The ERR_SSL_VERSION_OR_CIPHER_MISMATCH error means that the server and the client have failed to establish a secure connection. This happens during the TLS handshake – a process that takes place when you access a website, wherein the SSL certificate is checked against the issuing authority by the browser.
The main reason this happens is when the browser and server don’t have a cipher in common, i.e. can’t understand each other’s languages.
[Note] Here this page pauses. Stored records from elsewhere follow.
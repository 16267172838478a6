//! Output formatting for derived tables.
//!
//! Supports pretty-printing, JSON serialization, and CSV export of every
//! table a chart or map front end consumes.

use csv::Writer;
use serde::Serialize;
use std::fmt::{Debug, Display};
use std::fs::{self, File};
use std::io::Write;
use std::path::{Path, PathBuf};
use tracing::{debug, info};

use crate::analyzers::{DurationSummary, RouteSegment, TripSummary};
use crate::error::Result;
use crate::trips::TripRecord;

const TRIP_COLUMNS: [&str; 9] = [
    "started_at",
    "ended_at",
    "start_station_name",
    "start_lat",
    "start_lng",
    "end_station_name",
    "end_lat",
    "end_lng",
    "member_casual",
];

/// Logs any value using Rust's debug pretty-print format.
pub fn print_pretty<T: Debug>(value: &T) {
    debug!("{:#?}", value);
}

/// Writes a value as pretty-printed JSON followed by a newline.
pub fn write_json<W: Write, T: Serialize>(mut writer: W, value: &T) -> Result<()> {
    serde_json::to_writer_pretty(&mut writer, value)?;
    writeln!(writer)?;
    Ok(())
}

/// Writes `key_column,number_of_trips` rows in the order given.
pub fn write_counts_csv<W, K, I>(writer: W, key_column: &str, rows: I) -> Result<()>
where
    W: Write,
    K: Display,
    I: IntoIterator<Item = (K, usize)>,
{
    let mut wtr = Writer::from_writer(writer);
    wtr.write_record([key_column, "number_of_trips"])?;
    for (key, count) in rows {
        wtr.write_record([key.to_string(), count.to_string()])?;
    }
    wtr.flush()?;
    Ok(())
}

/// Writes `member_type,average_duration` rows.
pub fn write_durations_csv<W: Write>(writer: W, summary: &DurationSummary) -> Result<()> {
    let mut wtr = Writer::from_writer(writer);
    wtr.write_record(["member_type", "average_duration"])?;
    for (member_type, minutes) in summary.iter() {
        wtr.write_record([member_type.to_string(), minutes.to_string()])?;
    }
    wtr.flush()?;
    Ok(())
}

/// Serializes flat rows (stations, routes) with a header taken from the field names.
///
/// An empty slice produces an empty file, since there is no row to take headers from.
pub fn write_rows_csv<W: Write, T: Serialize>(writer: W, rows: &[T]) -> Result<()> {
    let mut wtr = Writer::from_writer(writer);
    for row in rows {
        wtr.serialize(row)?;
    }
    wtr.flush()?;
    Ok(())
}

/// Writes raw trips, one per line, with flattened coordinates.
pub fn write_trips_csv<W: Write>(writer: W, trips: &[TripRecord]) -> Result<()> {
    let mut wtr = Writer::from_writer(writer);
    wtr.write_record(TRIP_COLUMNS)?;
    for t in trips {
        wtr.write_record([
            t.started_at.to_string(),
            t.ended_at.to_string(),
            t.start_station_name.clone(),
            t.start.lat.to_string(),
            t.start.lng.to_string(),
            t.end_station_name.clone(),
            t.end.lat.to_string(),
            t.end.lng.to_string(),
            t.member_casual.clone(),
        ])?;
    }
    wtr.flush()?;
    Ok(())
}

/// Writes every derived table into `dir` as its own CSV file and returns the paths written.
///
/// Creates `dir` if it does not already exist.
#[tracing::instrument(skip(dir, summary, routes), fields(dir = %dir.display()))]
pub fn export_tables(
    dir: &Path,
    summary: &TripSummary,
    routes: &[RouteSegment],
) -> Result<Vec<PathBuf>> {
    fs::create_dir_all(dir)?;
    let mut written = Vec::new();

    let mut create = |name: &str| -> Result<File> {
        let path = dir.join(name);
        debug!(path = %path.display(), "Writing table");
        let file = File::create(&path)?;
        written.push(path);
        Ok(file)
    };

    write_counts_csv(create("day_of_week.csv")?, "day", summary.day_of_week.iter())?;
    write_counts_csv(create("hour_of_day.csv")?, "hour", summary.hour_of_day.iter())?;
    write_counts_csv(
        create("member_type.csv")?,
        "member_type",
        summary.member_type.iter(),
    )?;
    write_durations_csv(create("average_duration.csv")?, &summary.average_duration)?;
    write_rows_csv(create("stations.csv")?, &summary.stations)?;
    write_rows_csv(create("routes.csv")?, routes)?;

    info!(files = written.len(), "Export complete");
    Ok(written)
}

#[cfg(test)]
mod tests {
    use super::*;
    use crate::analyzers::{FrequencyTable, StationLocation, route_segments};
    use crate::trips::test_support::trip;
    use crate::trips::{Coordinates, TripTable};
    use pretty_assertions::assert_eq;

    fn to_string(buf: Vec<u8>) -> String {
        String::from_utf8(buf).unwrap()
    }

    fn sample() -> TripTable {
        TripTable::new(vec![
            trip("2020-04-06T08:00", "2020-04-06T08:10", "A", "B", "member"),
            trip("2020-04-07T08:00", "2020-04-07T08:20", "A", "B", "casual"),
        ])
    }

    #[test]
    fn test_print_pretty_does_not_panic() {
        print_pretty(&sample());
    }

    #[test]
    fn test_write_json() {
        let mut buf = Vec::new();
        let table = FrequencyTable::count(["member", "member", "casual"]);
        write_json(&mut buf, &table).unwrap();

        let value: serde_json::Value = serde_json::from_slice(&buf).unwrap();
        assert_eq!(value["member"], 2);
        assert_eq!(value["casual"], 1);
    }

    #[test]
    fn test_write_counts_csv() {
        let mut buf = Vec::new();
        let table = FrequencyTable::count([8u32, 8, 17]);
        write_counts_csv(&mut buf, "hour", table.iter()).unwrap();

        assert_eq!(to_string(buf), "hour,number_of_trips\n8,2\n17,1\n");
    }

    #[test]
    fn test_write_durations_csv() {
        let summary = crate::analyzers::average_duration_by_member_type(&sample()).unwrap();
        let mut buf = Vec::new();
        write_durations_csv(&mut buf, &summary).unwrap();

        assert_eq!(
            to_string(buf),
            "member_type,average_duration\ncasual,20\nmember,10\n"
        );
    }

    #[test]
    fn test_write_rows_csv_uses_field_names() {
        let stations = vec![StationLocation::new("A", Coordinates::new(41.5, -87.25))];
        let mut buf = Vec::new();
        write_rows_csv(&mut buf, &stations).unwrap();

        assert_eq!(to_string(buf), "station_name,lat,lon\nA,41.5,-87.25\n");
    }

    #[test]
    fn test_write_trips_csv() {
        let table = sample();
        let mut buf = Vec::new();
        write_trips_csv(&mut buf, table.head(1)).unwrap();

        let text = to_string(buf);
        let lines: Vec<_> = text.lines().collect();
        assert_eq!(lines.len(), 2);
        assert!(lines[0].starts_with("started_at,ended_at"));
        assert!(lines[1].starts_with("2020-04-06 08:00:00,2020-04-06 08:10:00,A,"));
    }

    #[test]
    fn test_export_tables_writes_every_file() {
        let dir = tempfile::tempdir().unwrap();
        let out = dir.path().join("charts");
        let table = sample();
        let summary = TripSummary::compute(&table).unwrap();

        let written = export_tables(&out, &summary, &route_segments(&table)).unwrap();

        assert_eq!(written.len(), 6);
        assert!(written.iter().all(|p| p.exists()));

        let days = fs::read_to_string(out.join("day_of_week.csv")).unwrap();
        assert_eq!(days, "day,number_of_trips\nMonday,1\nTuesday,1\n");
    }
}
This may happen if the SSL certificate is using an outdated, older code, or if the browser or operating system are old versions that may not support some up-to-date certificates.
Here are several reasons that may be causing this issue:
- Your browser or operating system are older versions that don’t support new formats.
- The browser doesn’t recognize the certificate’s issuing company/authority.
- The certificate type is outdated.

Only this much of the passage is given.